When his case came up for review a few years later, Lindeman said, “He was on significant medications that created what some people referred to as the ‘zombie effect.’ ”

Lindeman was part of a group of experts formed in 2004 after judges and other court officials questioned the number of psychiatric drugs prescribed to children under state supervision.

The state refused to release the group’s work, but The Oregonian obtained it from other sources. It shows big problems.

The group discovered medication is not being managed properly, training for caseworkers and foster parents has been discontinued, and systems for tracking medications are not in place, according to minutes from an October 2004 meeting.

One recommendation: Take away foster parents’ power to give a child psychiatric medications without state consent.


The group’s report says “foster parents may have an incentive to describe their foster children’s mental health issues with a very negative bias in order to obtain serious mental health diagnoses and consequent prescriptions.”

That’s because foster parents can receive higher monthly payments from the state if a child has “special needs” — and children taking psychiatric drugs often earn that designation.

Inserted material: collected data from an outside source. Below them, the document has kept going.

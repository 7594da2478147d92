use anyhow::Result;
use clap::{Parser, Subcommand};
use std::cell::RefCell;
use std::rc::Rc;

use mcreplay::minecraft::{Connection, Minecraft, DEFAULT_PORT};
use mcreplay::record::{record, TranscriptWriter};
use mcreplay::replay::{ensure_match, ReplayConnection, TranscriptReader};
use mcreplay::scripts;
use mcreplay::transcript::{LogEntry, Transcript};

#[derive(Parser)]
#[command(name = "mcreplay")]
#[command(about = "Record and replay harness for Minecraft Pi protocol clients")]
struct Cli {
    #[command(subcommand)]
    command: Commands,
}

#[derive(Subcommand)]
enum Commands {
    /// Record the built-in script against a live server
    Record {
        #[arg(short, long)]
        output: String,
        #[arg(long)]
        host: Option<String>,
        #[arg(short, long, default_value_t = DEFAULT_PORT)]
        port: u16,
    },
    /// Replay a recorded transcript without a server and verify it
    Replay {
        #[arg(short, long)]
        input: String,
    },
    /// Record live, then replay in-process and assert both transcripts match
    Roundtrip {
        #[arg(long)]
        host: Option<String>,
        #[arg(short, long, default_value_t = DEFAULT_PORT)]
        port: u16,
        #[arg(short, long)]
        output: Option<String>,
    },
    /// Exercise a live server without proxying
    Smoke {
        #[arg(long)]
        host: Option<String>,
        #[arg(short, long, default_value_t = DEFAULT_PORT)]
        port: u16,
    },
}

fn main() {
    tracing_subscriber::fmt::init();
    let cli = Cli::parse();
    let outcome = match cli.command {
        Commands::Record { output, host, port } => run_record(&output, &resolve_host(host), port),
        Commands::Replay { input } => run_replay(&input),
        Commands::Roundtrip { host, port, output } => {
            run_roundtrip(&resolve_host(host), port, output.as_deref())
        }
        Commands::Smoke { host, port } => run_smoke(&resolve_host(host), port),
    };
    if let Err(e) = outcome {
        eprintln!("Error: {:#}", e);
        std::process::exit(1);
    }
}

/// --host beats the RASPI environment variable beats localhost.
fn resolve_host(flag: Option<String>) -> String {
    flag.or_else(|| std::env::var("RASPI").ok())
        .unwrap_or_else(|| "localhost".to_string())
}

fn record_live(host: &str, port: u16) -> Result<Transcript> {
    let conn = Connection::connect(host, port)?;
    let log = Transcript::new();
    record(&log, scripts::chat_and_camera, Rc::new(RefCell::new(conn)))?;
    Ok(log)
}

fn replay_recorded(recorded: Vec<LogEntry>) -> Result<Transcript> {
    let conn = ReplayConnection::new(recorded);
    let live = Transcript::new();
    record(&live, scripts::chat_and_camera, Rc::new(RefCell::new(conn)))?;
    Ok(live)
}

fn print_transcript(log: &Transcript) {
    for entry in log.snapshot() {
        println!("{}", entry);
    }
    println!();
}

fn save(log: &Transcript, path: &str) -> Result<()> {
    let mut writer = TranscriptWriter::new(path)?;
    for entry in log.snapshot() {
        writer.write_entry(&entry)?;
    }
    writer.finish()?;
    Ok(())
}

fn run_record(output: &str, host: &str, port: u16) -> Result<()> {
    tracing::info!("recording from {}:{} to {}", host, port, output);
    let log = record_live(host, port)?;
    print_transcript(&log);
    save(&log, output)?;
    tracing::info!("recorded {} entries to {}", log.len(), output);
    Ok(())
}

fn run_replay(input: &str) -> Result<()> {
    let reader = TranscriptReader::new(input)?;
    tracing::info!(
        "transcript loaded: {} entries, {} calls",
        reader.metadata().total_entries,
        reader.metadata().call_count
    );
    let recorded = reader.into_entries();

    let live = replay_recorded(recorded.clone())?;
    print_transcript(&live);

    ensure_match(&recorded, &live.snapshot())?;
    println!("replay matches recording");
    Ok(())
}

fn run_roundtrip(host: &str, port: u16, output: Option<&str>) -> Result<()> {
    let log = record_live(host, port)?;
    print_transcript(&log);
    if let Some(path) = output {
        save(&log, path)?;
        tracing::info!("recorded {} entries to {}", log.len(), path);
    }

    let live = replay_recorded(log.snapshot())?;
    print_transcript(&live);

    ensure_match(&log.snapshot(), &live.snapshot())?;
    println!("replay matches recording");
    Ok(())
}

fn run_smoke(host: &str, port: u16) -> Result<()> {
    let conn = Connection::connect(host, port)?;
    let mut world = Minecraft::new(Box::new(conn));
    scripts::smoke(&mut world)?;
    println!("OK");
    Ok(())
}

These payments can average $600 a month, more than double Oregon’s regular rates.

“If the child is off the medication, there would be less money coming to the home,” Lindeman said. “We don’t think that’s a good setup.”

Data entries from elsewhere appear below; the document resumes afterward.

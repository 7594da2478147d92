use crate::error::Error;
use crate::target::CallTarget;
use crate::transcript::{Kwargs, LogEntry, MethodPath, Value};

/// Transport stand-in that answers every call from a recorded
/// transcript instead of performing I/O.
///
/// Whichever operation is invoked, the connection consumes the next
/// recorded Exit entry bearing its own key and returns that entry's
/// result. The recording is fixed for the session; the only mutable
/// state is the consumption cursor.
pub struct ReplayConnection {
    recorded: Vec<LogEntry>,
    key: String,
    cursor: usize,
    served: usize,
}

impl ReplayConnection {
    /// Replay the transport-level ("conn") responses of `recorded`.
    pub fn new(recorded: Vec<LogEntry>) -> Self {
        Self::with_key(recorded, "conn")
    }

    pub fn with_key(recorded: Vec<LogEntry>, key: &str) -> Self {
        ReplayConnection {
            recorded,
            key: key.to_string(),
            cursor: 0,
            served: 0,
        }
    }

    /// Number of recorded responses handed out so far.
    pub fn served(&self) -> usize {
        self.served
    }
}

impl CallTarget for ReplayConnection {
    fn call(
        &mut self,
        method: &MethodPath,
        _args: &[Value],
        _kwargs: &Kwargs,
    ) -> Result<Value, Error> {
        while self.cursor < self.recorded.len() {
            let entry = &self.recorded[self.cursor];
            self.cursor += 1;
            if let LogEntry::Exit { key, result, .. } = entry {
                if *key == self.key {
                    self.served += 1;
                    return Ok(result.clone());
                }
            }
        }
        Err(Error::TranscriptExhausted {
            name: method.dotted(),
            call: self.served + 1,
        })
    }

    // The dummy does not distinguish operations; any method resolves.
    fn has_method(&self, _method: &MethodPath) -> bool {
        true
    }
}
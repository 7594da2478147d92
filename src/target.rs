//! The closed call surface every wrappable object implements.

use crate::error::Error;
use crate::transcript::{Kwargs, MethodPath, Value};

/// A dispatchable set of named methods. The live connection, the
/// replay connection, the Minecraft API and the proxy tree all
/// implement this, which is what lets proxies layer over one another.
pub trait CallTarget {
    /// Invoke `method` with positional and keyword arguments.
    fn call(
        &mut self,
        method: &MethodPath,
        args: &[Value],
        kwargs: &Kwargs,
    ) -> Result<Value, Error>;

    /// Whether `method` is part of this target's surface.
    fn has_method(&self, method: &MethodPath) -> bool;
}

/// Dotted-name convenience over [`CallTarget`]; scripts are written
/// against this.
pub trait CallTargetExt: CallTarget {
    fn invoke(&mut self, name: &str, args: &[Value]) -> Result<Value, Error> {
        let path = MethodPath::parse(name)?;
        self.call(&path, args, &Kwargs::new())
    }
}

impl<T: CallTarget + ?Sized> CallTargetExt for T {}
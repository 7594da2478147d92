//! Call interception and transcript production

pub mod logger;
pub mod proxy;
pub mod runner;
pub mod writer;

pub use logger::{BoundMethod, CallLogger};
pub use proxy::ProxyTree;
pub use runner::{record, Script};
pub use writer::TranscriptWriter;
use crate::error::Error;
use crate::transcript::{Kwargs, LogEntry, Transcript, Value};

/// An already-bound method: same calling convention before and after
/// wrapping.
pub type BoundMethod = Box<dyn FnMut(&[Value], &Kwargs) -> Result<Value, Error>>;

/// Records an Enter/Exit pair around every invocation of a wrapped
/// method, without altering its behavior or return value.
pub struct CallLogger {
    log: Transcript,
}

impl CallLogger {
    pub fn new(log: Transcript) -> Self {
        CallLogger { log }
    }

    pub fn log(&self) -> &Transcript {
        &self.log
    }

    /// Wrap `method` so each invocation appends Enter before and Exit
    /// after execution. A failing call propagates its error unchanged
    /// and appends no Exit entry.
    pub fn wrap_method(&self, key: &str, name: &str, mut method: BoundMethod) -> BoundMethod {
        let log = self.log.clone();
        let key = key.to_string();
        let name = name.to_string();
        Box::new(move |args, kwargs| {
            log.append(LogEntry::Enter {
                key: key.clone(),
                name: name.clone(),
                args: args.to_vec(),
                kwargs: kwargs.clone(),
            });
            let result = method(args, kwargs)?;
            log.append(LogEntry::Exit {
                key: key.clone(),
                name: name.clone(),
                result: result.clone(),
            });
            Ok(result)
        })
    }
}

George, the state’s foster care manager, said he isn’t sure why the group’s proposal to change the consent rules wasn’t adopted. “Maybe we should revisit that.”

Foster parents are required to seek consent for other medical treatment — for example, if a child needs his tonsils out.

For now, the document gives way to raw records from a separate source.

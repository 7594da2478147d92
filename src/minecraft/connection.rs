use std::io::{BufRead, BufReader, ErrorKind, Write};
use std::net::TcpStream;

use crate::error::Error;
use crate::minecraft::names::CONNECTION_NAMES;
use crate::target::CallTarget;
use crate::transcript::{Kwargs, MethodPath, Value};

pub const DEFAULT_PORT: u16 = 4711;

/// Live transport: blocking line-oriented TCP to a Minecraft server.
pub struct Connection {
    stream: TcpStream,
    reader: BufReader<TcpStream>,
}

impl Connection {
    pub fn connect(host: &str, port: u16) -> Result<Self, Error> {
        let stream = TcpStream::connect((host, port))?;
        let reader = BufReader::new(stream.try_clone()?);
        tracing::debug!("connected to {}:{}", host, port);
        Ok(Connection { stream, reader })
    }

    fn send(&mut self, line: &str) -> Result<(), Error> {
        self.stream.write_all(line.as_bytes())?;
        self.stream.write_all(b"\n")?;
        self.stream.flush()?;
        Ok(())
    }

    fn receive(&mut self) -> Result<String, Error> {
        let mut line = String::new();
        self.reader.read_line(&mut line)?;
        while line.ends_with('\n') || line.ends_with('\r') {
            line.pop();
        }
        Ok(line)
    }

    /// Read and discard any replies the server already queued.
    fn drain(&mut self) -> Result<(), Error> {
        self.stream.set_nonblocking(true)?;
        let outcome = self.drain_pending();
        self.stream.set_nonblocking(false)?;
        outcome
    }

    fn drain_pending(&mut self) -> Result<(), Error> {
        loop {
            let mut line = String::new();
            match self.reader.read_line(&mut line) {
                Ok(0) => return Ok(()),
                Ok(_) => tracing::debug!("drained {:?}", line.trim_end()),
                Err(e) if e.kind() == ErrorKind::WouldBlock => return Ok(()),
                Err(e) => return Err(e.into()),
            }
        }
    }

    fn line_arg<'a>(method: &MethodPath, args: &'a [Value]) -> Result<&'a str, Error> {
        match args {
            [Value::Str(line)] => Ok(line),
            _ => Err(Error::BadArguments {
                method: method.dotted(),
                detail: "expected a single string".to_string(),
            }),
        }
    }
}

impl CallTarget for Connection {
    fn call(
        &mut self,
        method: &MethodPath,
        args: &[Value],
        _kwargs: &Kwargs,
    ) -> Result<Value, Error> {
        match method.dotted().as_str() {
            "drain" => {
                self.drain()?;
                Ok(Value::Unit)
            }
            "send" => {
                let line = Self::line_arg(method, args)?.to_string();
                self.send(&line)?;
                Ok(Value::Unit)
            }
            "receive" => Ok(Value::Str(self.receive()?)),
            "sendReceive" => {
                let line = Self::line_arg(method, args)?.to_string();
                self.send(&line)?;
                Ok(Value::Str(self.receive()?))
            }
            other => Err(Error::UnknownMethod {
                target: "connection".to_string(),
                name: other.to_string(),
            }),
        }
    }

    fn has_method(&self, method: &MethodPath) -> bool {
        method.segments().len() == 1 && CONNECTION_NAMES.contains(&method.leaf())
    }
}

Don Darland, from the Oregon Foster Parent Association, says he wouldn’t mind if the same rules of consent applied to a child starting psychiatric drugs.

The state is “the legal guardian, and they have to be involved,” he says. “We are parenting that child 24/7, and we need to be in the conversation, too.”

Darland has cared for more than 50 children in his home and says about half were prescribed psychiatric meds. “I’m not going to advocate for a medical restraint unless that child really needs it.”

The state did adopt many of the expert group’s recommendations when it wrote new rules in May. The rules encourage second medical opinions in cases where the children are younger than 6 or where kids are on more than three psychiatric drugs at once.

Other states have panels of doctors or teams of nurses to review drug use. Oregon has Teri Shultz, one lone nurse to consult when children in foster care are taking psychiatric drugs.

Before the new policy was adopted this spring, Shultz recalls seeing only one case in the past 10 years.

Since May, she’s reviewed about 40 cases, and referred almost all of them for second opinions. That’s about 3 percent of foster children on psychiatric drugs — still far fewer than experts recommend. The group advising state officials wanted children with more than two medications to have their cases reviewed.

Under that proposal, about 28 percent of kids would have their prescriptions reviewed, state records show.

Dr. Bruce Goldberg, the state Human Services director, says the standards should be even tougher.

As a physician, Goldberg says, he thinks ideally every child in foster care on more than one psychiatric drug should get a second look.

Goldberg wasn’t familiar with his agency’s policy until The Oregonian raised questions about it. He asked Dr. Nancy Winters, a professor and child and adolescent psychiatrist at Oregon Health & Science University, to review the new state rules to see whether they are sound.

The state policy is inadequate, Goldberg says.

“It needs to be re-evaluated.”

Waller, the judge who hears the custody cases of hundreds of children in her courtroom every year, says she’s seen how psychiatric drugs have helped some children. But she’s also heard a teen complain of drowning in “an alphabet soup of medications.”

Everyone needs to look for other ways to ease the trauma for these kids, she says. “Under our watch, we need to make sure we don’t make the problem worse.”